2. Overall, CDPHE and consumer advocates identified the same or similar health disparities.
3. Stakeholders discussed a variety of plan design considerations to address the identified key health disparities – e.g., which services to cover, when to waive cost-sharing.
4.Consumer advocates emphasized their preference for copay rather than coinsurance, noting “copay structures create transparency.” Additionally, they called for relatively low deductibles. Their presentation states, “Most Coloradans identify any deductible above $1,000-$2,000 as unaffordable/causing financial hardship.”
5.Consumer advocates cautioned against using the term “low-value services,” explaining that “certain services that are deemed low-value services may be considered higher value for communities of color.” They cite an article published in the Health Affairs Blog (May 21, 2021) that calls on the broader health care and health policy community to recognize the role of systemic racism in health outcomes and for a “re-examination of what low-value and high-value care means to the well-being of communities of color.”
September 24th: Meeting #4 – Plan Design and Cost Sharing Part 1
1.To inform the design of the standardized plan, DOI is looking at what plans people are currently buying. Notably, the most recently available information is from 2019, which does not reflect the impact of enhancements to premium tax credits (made available by the American Rescue Plan Act of 2021, P.L. 117-2). Among plans with highest enrollment, some common themes emerged:
There is a mixture of copays typically for highly utilized services and coinsurance typically for higher cost, lower utilized services.
Primary care visits, generics, and urgent care offered prior to deductible.
On actuarial value (AV), gold plans tended to span the de minimis range, while silver plans were more concentrated in the lower half of the required range and bronze plans were more concentrated at the high end of the required range.
2.Stakeholder feedback is coalescing around some common themes that generally align with consumer behavior.
Support copay cost-sharing structure to facilitate price transparency and predictability.
Balance lower premiums with maximizing subsidy amounts for eligible individuals.
Incentivize primary care visits, generic drugs, and behavioral health visits through no to low cost-sharing limits.

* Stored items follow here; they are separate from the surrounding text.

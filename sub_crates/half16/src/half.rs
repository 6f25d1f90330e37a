//! A 16-bit floating point value type.

use std::{
    cmp::Ordering,
    fmt,
    ops::{Add, AddAssign, Div, DivAssign, Mul, MulAssign, Neg, Sub, SubAssign},
};

use crate::{
    decode::half_to_float,
    encode::float_to_half,
    layout::{half_exponent, half_mantissa, HALF_EXP_MASK, HALF_SIGN_MASK},
    limits,
};

/// A half-precision floating point number.
///
/// Stored as its IEEE-754 binary16 bit pattern, so it can be written to
/// files and GPU buffers as-is.  Arithmetic is done in `f32` and rounded
/// back to half.
///
/// Comparisons are numeric: `-0` equals `+0` and NaN is unordered.  Use
/// `to_bits()` to compare bit patterns.
#[derive(Copy, Clone, Default)]
#[repr(transparent)]
pub struct Half(u16);

impl Half {
    pub const ZERO: Half = Half(0x0000);
    pub const NEG_ZERO: Half = Half(0x8000);
    pub const ONE: Half = Half(0x3c00);
    pub const POS_INFINITY: Half = Half(0x7c00);
    pub const NEG_INFINITY: Half = Half(0xfc00);

    /// A quiet NaN, bit pattern `0111111111111111`.
    pub const QNAN: Half = Half(0x7fff);

    /// A signaling NaN, bit pattern `0111110111111111`.
    pub const SNAN: Half = Half(0x7dff);

    pub const MAX: Half = Half(0x7bff);
    pub const MIN: Half = Half(0xfbff);
    pub const MIN_POSITIVE: Half = Half(0x0400);
    pub const MIN_POSITIVE_SUBNORMAL: Half = Half(0x0001);
    pub const EPSILON: Half = Half(0x1400);

    pub const MANTISSA_DIGITS: u32 = limits::MANTISSA_DIGITS;
    pub const DIGITS: u32 = limits::DIGITS;
    pub const DECIMAL_DIGITS: u32 = limits::DECIMAL_DIGITS;
    pub const RADIX: u32 = limits::RADIX;
    pub const MIN_EXP: i32 = limits::MIN_EXP;
    pub const MAX_EXP: i32 = limits::MAX_EXP;
    pub const MIN_10_EXP: i32 = limits::MIN_10_EXP;
    pub const MAX_10_EXP: i32 = limits::MAX_10_EXP;

    /// Rounds a float to the nearest half.
    #[inline]
    pub fn from_f32(f: f32) -> Half {
        Half(float_to_half(f))
    }

    #[inline]
    pub const fn from_bits(bits: u16) -> Half {
        Half(bits)
    }

    #[inline]
    pub fn to_f32(self) -> f32 {
        half_to_float(self.0)
    }

    #[inline]
    pub const fn to_bits(self) -> u16 {
        self.0
    }

    #[inline]
    pub fn is_finite(self) -> bool {
        half_exponent(self.0) < 31
    }

    #[inline]
    pub fn is_normalized(self) -> bool {
        let e = half_exponent(self.0);
        e > 0 && e < 31
    }

    #[inline]
    pub fn is_denormalized(self) -> bool {
        half_exponent(self.0) == 0 && half_mantissa(self.0) != 0
    }

    /// True for both positive and negative zero.
    #[inline]
    pub fn is_zero(self) -> bool {
        (self.0 & !HALF_SIGN_MASK) == 0
    }

    #[inline]
    pub fn is_nan(self) -> bool {
        half_exponent(self.0) == 31 && half_mantissa(self.0) != 0
    }

    #[inline]
    pub fn is_infinite(self) -> bool {
        half_exponent(self.0) == 31 && half_mantissa(self.0) == 0
    }

    /// True if the sign bit is set, including for `-0` and negative NaNs.
    #[inline]
    pub fn is_negative(self) -> bool {
        (self.0 & HALF_SIGN_MASK) != 0
    }

    /// Rounds to `n` bits of mantissa, to nearest with ties away from zero.
    ///
    /// For `n >= 10` the value is returned unchanged.  If rounding would
    /// overflow to infinity, the mantissa is truncated instead.  The sign
    /// is always preserved.
    pub fn round(self, n: u32) -> Half {
        if n >= 10 {
            return self;
        }

        let s = self.0 & HALF_SIGN_MASK;
        let mut e = self.0 & !HALF_SIGN_MASK;

        // The exponent adjusts by itself if rounding up overflows the
        // mantissa.
        e >>= 9 - n;
        e += e & 1;
        e <<= 9 - n;

        if e >= HALF_EXP_MASK {
            e = self.0;
            e >>= 10 - n;
            e <<= 10 - n;
        }

        Half(s | e)
    }

    /// Formats the bit pattern as `"s eeeee mmmmmmmmmm"`.
    pub fn bit_string(self) -> String {
        let mut s = String::with_capacity(18);
        for i in (0..16).rev() {
            s.push(if (self.0 >> i) & 1 != 0 { '1' } else { '0' });
            if i == 15 || i == 10 {
                s.push(' ');
            }
        }
        s
    }
}

/// Formats the bit pattern of a float as
/// `"s eeeeeeee mmmmmmmmmmmmmmmmmmmmmmm"`.
pub fn float_bit_string(f: f32) -> String {
    let bits = f.to_bits();
    let mut s = String::with_capacity(34);
    for i in (0..32).rev() {
        s.push(if (bits >> i) & 1 != 0 { '1' } else { '0' });
        if i == 31 || i == 23 {
            s.push(' ');
        }
    }
    s
}

impl From<f32> for Half {
    #[inline]
    fn from(f: f32) -> Half {
        Half::from_f32(f)
    }
}

impl From<Half> for f32 {
    #[inline]
    fn from(h: Half) -> f32 {
        h.to_f32()
    }
}

impl PartialEq for Half {
    fn eq(&self, other: &Half) -> bool {
        self.to_f32() == other.to_f32()
    }
}

impl PartialOrd for Half {
    fn partial_cmp(&self, other: &Half) -> Option<Ordering> {
        self.to_f32().partial_cmp(&other.to_f32())
    }
}

impl Neg for Half {
    type Output = Half;

    /// Flips the sign bit, for every value including NaNs.
    #[inline]
    fn neg(self) -> Half {
        Half(self.0 ^ HALF_SIGN_MASK)
    }
}

impl fmt::Display for Half {
    fn fmt(&self, f: &mut fmt::Formatter) -> fmt::Result {
        fmt::Display::fmt(&self.to_f32(), f)
    }
}

impl fmt::Debug for Half {
    fn fmt(&self, f: &mut fmt::Formatter) -> fmt::Result {
        write!(f, "Half({} [{:#06x}])", self.to_f32(), self.0)
    }
}

macro_rules! impl_binop {
    ($trait:ident, $fn:ident, $assign_trait:ident, $assign_fn:ident, $op:tt) => {
        impl $trait for Half {
            type Output = Half;

            #[inline]
            fn $fn(self, other: Half) -> Half {
                Half::from_f32(self.to_f32() $op other.to_f32())
            }
        }

        impl $trait<f32> for Half {
            type Output = Half;

            #[inline]
            fn $fn(self, other: f32) -> Half {
                Half::from_f32(self.to_f32() $op other)
            }
        }

        impl $assign_trait for Half {
            #[inline]
            fn $assign_fn(&mut self, other: Half) {
                *self = *self $op other;
            }
        }

        impl $assign_trait<f32> for Half {
            #[inline]
            fn $assign_fn(&mut self, other: f32) {
                *self = *self $op other;
            }
        }
    };
}

impl_binop!(Add, add, AddAssign, add_assign, +);
impl_binop!(Sub, sub, SubAssign, sub_assign, -);
impl_binop!(Mul, mul, MulAssign, mul_assign, *);
impl_binop!(Div, div, DivAssign, div_assign, /);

3. Julie Peper from Wakely presented draft plan designs at the gold, silver, and bronze metal levels. The sample plan designs were intended to “facilitate discussion around the structure and priorities for plan design as well as the potential trade-off between cost sharing and AV/premiums.” Based on the examples presented, the main decision points appear to be:
Whether to pursue a plan that prioritizes the use of copays over coinsurance (or vice versa). Peper explained, “Plan designs with more fixed elements, such as copays, will likely require more substantial updates year over year to maintain compliance with AV requirements versus a plan design that is largely coinsurance-based, where the value of the member cost sharing increases proportionately to the underlying claim cost.” DOI is unlikely to view the need to annually update the standardized plan as a downside, since Commissioner Insurance Commissioner Michael Conway has indicated that there will be an annual process to update the standardized plan.
Which benefits will be available prior before the deductible. These benefits will likely reflect benefits that DOI views will improve racial health equity.
4. Deputy Insurance Commissioner Kyle Brown signaled that DOI will soon release the proposed regulation establishing the standardized plan (possibly in early October). There will be a public comment period. DOI aims to finalize the regulation by November ahead in order to submit a 1332 state innovation waiver application to CMS by November 30, 2021.